Mengenai Hukuman Tutupan


Apakah yang dimaksud dengan pidana tutupan?

Pidana tutupan merupakan salah satu bentuk pidana pokok yang diatur dalam Pasal 10 Kitab Undang-Undang Hukum Pidana (“KUHP”). Penambahan pidana tutupan ke dalam ketentuan KUHP didasarkan pada ketentuan Pasal 1 UU No. 20 Tahun 1946 tentang Hukuman Tutupan (“UU 20/1946”). Di dalam Pasal 2 UU 20/1946 disebutkan bahwa:

  1. Dalam mengadili orang yang melakukan kejahatan yang diancam dengan hukuman penjara, karena terdorong oleh maksud yang patut dihormati, hakim boleh menjatuhkan hukuman tutupan.
  2. Peraturan dalam ayat 1 tidak berlaku jika perbuatan yang merupakan kejahatan atau cara melakukan perbuatan itu atau akibat dari perbuatan tadi adalah demikian sehingga hakim berpendapat, bahwa hukuman penjara lebih pada tempatnya.
    Berdasarkan Pasal 5 ayat (2) UU 20/1946 tempat untuk menjalani hukuman tutupan ini, mengenai tata usaha dan tata tertibnya diatur oleh Menteri Kehakiman dengan persetujuan Menteri Pertahanan. Ketentuan mengenai tempat menjalani hukuman tutupan diatur lebih lanjut dalam ketentuan PP No. 8 Tahun 1948 tentang Rumah Tutupan (“PP 8/1948”).

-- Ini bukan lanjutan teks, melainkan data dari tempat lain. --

//! Response interpretation.
//!
//! Maps a raw response envelope onto the call outcome:
//!
//! | Response                 | Outcome                |
//! |--------------------------|------------------------|
//! | status other than 200    | `Err(Execution)`       |
//! | 200, empty body          | `Ok(None)` (absent)    |
//! | 200, body is not JSON    | `Err(Parse)`           |
//! | 200, JSON body           | `Ok(Some(value))`      |

use crate::codec;
use crate::config::ProtocolConfig;
use crate::error::{Result, RpcError};
use crate::http::ResponseEnvelope;
use serde_json::Value;
use tracing::warn;

/// Interpret the response to a call made against `endpoint`.
pub fn interpret(endpoint: &str, response: &ResponseEnvelope) -> Result<Option<Value>> {
    if response.status_code() != ProtocolConfig::SUCCESS_STATUS {
        warn!(
            endpoint,
            status = response.status_code(),
            status_message = response.status_message(),
            body = %response.body_text(),
            "Server RPC failed"
        );
        return Err(RpcError::execution(
            endpoint,
            response.status_code(),
            response.status_message(),
        ));
    }

    // An empty body is a successful call with nothing to report.
    if response.body().is_empty() {
        return Ok(None);
    }

    match codec::decode(response.body()) {
        Ok(value) => Ok(Some(value)),
        Err(e) => {
            warn!(
                endpoint,
                body = %response.body_text(),
                "Received unparseable result from server RPC"
            );
            Err(RpcError::parse(endpoint, e))
        }
    }
}
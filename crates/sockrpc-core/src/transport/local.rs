//! Unix-domain socket transport.

use super::Transport;
use crate::config::TransportOptions;
use crate::error::{Result, RpcError};
use crate::http::{RequestEnvelope, ResponseEnvelope};
use std::io::{Read, Write};
use std::os::unix::net::UnixStream;
use std::path::{Path, PathBuf};
use tracing::debug;

/// Same-host transport over a filesystem socket.
#[derive(Debug, Clone)]
pub struct LocalSocketTransport {
    socket_path: PathBuf,
    options: TransportOptions,
}

impl LocalSocketTransport {
    pub fn new(socket_path: impl Into<PathBuf>, options: TransportOptions) -> Self {
        Self {
            socket_path: socket_path.into(),
            options,
        }
    }

    pub fn socket_path(&self) -> &Path {
        &self.socket_path
    }
}

impl Transport for LocalSocketTransport {
    fn exchange(&self, request: &RequestEnvelope) -> Result<ResponseEnvelope> {
        let stream = UnixStream::connect(&self.socket_path).map_err(|e| {
            RpcError::transport(
                format!("failed to connect to {}", self.socket_path.display()),
                e,
            )
        })?;
        stream.set_read_timeout(self.options.io_timeout)?;
        stream.set_write_timeout(self.options.io_timeout)?;

        debug!(
            "Sending {} {} over {}",
            request.method(),
            request.uri(),
            self.socket_path.display()
        );
        exchange_over(stream, request, &self.options)
    }
}

/// Write `request` to an established stream and read the response.
fn exchange_over<S: Read + Write>(
    mut stream: S,
    request: &RequestEnvelope,
    options: &TransportOptions,
) -> Result<ResponseEnvelope> {
    request.write_to(&mut stream).map_err(|e| {
        let message = format!("failed to send request: {e}");
        RpcError::transport(message, e)
    })?;

    ResponseEnvelope::read_from(&mut stream, options.max_response_size)
}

Pelaksanaan pidana tutupan berbeda dengan penjara karena ditempatkan di tempat khusus bernama Rumah Tutupan yang pengurusan umumnya dipegang oleh Menteri Pertahanan (Pasal 3 ayat [1] PP 8/1948). Walaupun berbeda pelaksanaannya, penghuni Rumah Tutupan juga wajib melaksanakan pekerjaan yang diperintahkan kepadanya dengan jenis pekerjaan yang diatur oleh Menteri Pertahanan dengan persetujuan Menteri Kehakiman (Pasal 3 ayat [1] UU 20/1946 jo. Pasal 14 ayat [1] PP 8/1948). Penghuni Rumah Tutupan tidak boleh dipekerjakan saat hari minggu dan hari raya, kecuali jika mereka sendiri yang menginginkan (Pasal 18 ayat [1] PP 8/1948). Selain itu, Penghuni Rumah Tutupan wajib diperlakukan dengan sopan dan adil serta dengan ketenangan (Pasal 9 ayat [1] PP 8/1948).

Mr. Utrecht dalam buku Hukum Pidana II (hal. 321) berpendapat Rumah Tutupan bukan suatu penjara biasa tetapi merupakan suatu tempat yang lebih baik dari penjara biasa, selain karena orang yang dihukum bukan orang biasa, perlakuan kepada terhukum tutupan juga istimewa. Misalnya ketentuan Pasal 33 ayat (2) PP 8/1948 yang berbunyi “makanan orang hukuman tutupan harus lebih baik dari makanan orang hukuman penjara” serta ketentuan Pasal 33 ayat (5) PP 8/1948 yang berbunyi “buat orang yang tidak merokok, pemberian rokok diganti dengan uang seharga barang-barang itu.”

Menurut Andi Hamzah dalam buku Asas-Asas Hukum Pidana (hal. 191), pidana tutupan disediakan bagi para politisi yang melakukan kejahatan yang disebabkan oleh ideologi yang dianutnya. Tetapi, dalam praktik dewasa ini tidak pernah ketentuan tersebut diterapkan.

Akan tetapi, menurut pendapat Adam Chazawi dalam buku Pelajaran Hukum Pidana Bagian I (hal. 43) serta pendapat Wirjono Prodjodikoro dalam buku Asas-Asas Hukum Pidana di Indonesia (hal. 174), sepanjang sejarah praktik hukum di Indonesia, pernah terjadi satu kali hakim menjatuhkan pidana tutupan yaitu putusan Mahkamah Tentara Agung pada tanggal 27 Mei 1948 yang mengadili para pelaku kejahatan yang dikenal dengan sebutan peristiwa 3 Juli 1946 atau dikenal juga dengan sebutan “Tiga Juli Affaire”.